## What you have to do
Beginning with the first line of the material, set down each line exactly as written, up to and including the line with "for _ in 0..amount".

--- Data excerpts ---

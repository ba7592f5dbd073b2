//! Population Setup
//!
//! Initializes a run and spawns particles at random positions.

use bevy_ecs::prelude::*;
use glam::Vec2;
use rand::Rng;

use crate::components::matrix::InteractionMatrix;
use crate::components::particle::{ParticleId, ParticleIdAllocator, ParticleKind, TypeRegistry};
use crate::components::world::SimulationClock;
use crate::config::SimulationConfig;
use crate::systems::step::StepStats;

use super::templates::build_type_templates;

/// Build templates, generate the matrix, and spawn the initial population.
///
/// Random draws happen in a fixed order: effect radii, then the matrix, then
/// particles, so a seed fully determines the starting state.
pub fn initialize<R: Rng>(world: &mut World, config: SimulationConfig, rng: &mut R) {
    let registry = build_type_templates(&config, rng);
    let matrix = InteractionMatrix::generate(
        rng,
        config.type_count(),
        config.forces.min_pull,
        config.forces.max_pull,
    );
    initialize_with_matrix(world, config, registry, matrix, rng);
}

/// Same as [`initialize`] with a caller-supplied matrix and templates.
pub fn initialize_with_matrix<R: Rng>(
    world: &mut World,
    config: SimulationConfig,
    registry: TypeRegistry,
    matrix: InteractionMatrix,
    rng: &mut R,
) {
    let amount = config.population.initial_particle_amount;

    world.insert_resource(SimulationClock::new());
    world.insert_resource(StepStats::default());
    world.insert_resource(ParticleIdAllocator::new());
    world.insert_resource(matrix);
    world.insert_resource(registry);
    world.insert_resource(config);

    spawn_random_particles(world, amount, rng);

    tracing::info!(
        particles = amount,
        types = world.resource::<TypeRegistry>().len(),
        "initialized population"
    );
}

/// Spawn `amount` particles at uniform random positions, each copying a
/// uniformly chosen type template. Returns the number spawned.
pub fn spawn_random_particles<R: Rng>(world: &mut World, amount: usize, rng: &mut R) -> usize {
    let type_count = world.resource::<TypeRegistry>().len();
    if type_count == 0 {
        return 0;
    }

    let bounds = world.resource::<SimulationConfig>().bounds;

    for _ in 0..amount {
        let position = bounds.random_point(rng);
        let kind = rng.gen_range(0..type_count);
        spawn_particle(world, kind, position);
    }

    amount
}

/// Spawn one resting particle of `kind` at `position`.
///
/// Panics if `kind` is not a registered type.
pub fn spawn_particle(world: &mut World, kind: usize, position: Vec2) -> ParticleId {
    let id = world.resource_mut::<ParticleIdAllocator>().next_id();
    let bundle = world
        .resource::<TypeRegistry>()
        .get(kind)
        .map(|template| template.instantiate(id, position))
        .unwrap_or_else(|| panic!("particle type {} is not registered", kind));
    world.spawn(bundle);
    id
}

/// Summary of spawned particles
pub struct SpawnSummary {
    pub total_particles: usize,
    pub by_type: Vec<(String, usize)>,
}

/// Get a summary of spawned particles per type
pub fn get_spawn_summary(world: &mut World) -> SpawnSummary {
    let names: Vec<String> = world
        .resource::<TypeRegistry>()
        .iter()
        .map(|t| t.name.clone())
        .collect();
    let mut counts = vec![0usize; names.len()];

    let mut query = world.query::<&ParticleKind>();
    for kind in query.iter(world) {
        counts[kind.0] += 1;
    }

    SpawnSummary {
        total_particles: counts.iter().sum(),
        by_type: names.into_iter().zip(counts).collect(),
    }
}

---

## Solution to the exercise
repository ba7592f5dbd073b2
//! Population Setup
//!
//! Initializes a run and spawns particles at random positions.

use bevy_ecs::prelude::*;
use glam::Vec2;
use rand::Rng;

use crate::components::matrix::InteractionMatrix;
use crate::components::particle::{ParticleId, ParticleIdAllocator, ParticleKind, TypeRegistry};
use crate::components::world::SimulationClock;
use crate::config::SimulationConfig;
use crate::systems::step::StepStats;

use super::templates::build_type_templates;

/// Build templates, generate the matrix, and spawn the initial population.
///
/// Random draws happen in a fixed order: effect radii, then the matrix, then
/// particles, so a seed fully determines the starting state.
pub fn initialize<R: Rng>(world: &mut World, config: SimulationConfig, rng: &mut R) {
    let registry = build_type_templates(&config, rng);
    let matrix = InteractionMatrix::generate(
        rng,
        config.type_count(),
        config.forces.min_pull,
        config.forces.max_pull,
    );
    initialize_with_matrix(world, config, registry, matrix, rng);
}

/// Same as [`initialize`] with a caller-supplied matrix and templates.
pub fn initialize_with_matrix<R: Rng>(
    world: &mut World,
    config: SimulationConfig,
    registry: TypeRegistry,
    matrix: InteractionMatrix,
    rng: &mut R,
) {
    let amount = config.population.initial_particle_amount;

    world.insert_resource(SimulationClock::new());
    world.insert_resource(StepStats::default());
    world.insert_resource(ParticleIdAllocator::new());
    world.insert_resource(matrix);
    world.insert_resource(registry);
    world.insert_resource(config);

    spawn_random_particles(world, amount, rng);

    tracing::info!(
        particles = amount,
        types = world.resource::<TypeRegistry>().len(),
        "initialized population"
    );
}

/// Spawn `amount` particles at uniform random positions, each copying a
/// uniformly chosen type template. Returns the number spawned.
pub fn spawn_random_particles<R: Rng>(world: &mut World, amount: usize, rng: &mut R) -> usize {
    let type_count = world.resource::<TypeRegistry>().len();
    if type_count == 0 {
        return 0;
    }

    let bounds = world.resource::<SimulationConfig>().bounds;

    for _ in 0..amount {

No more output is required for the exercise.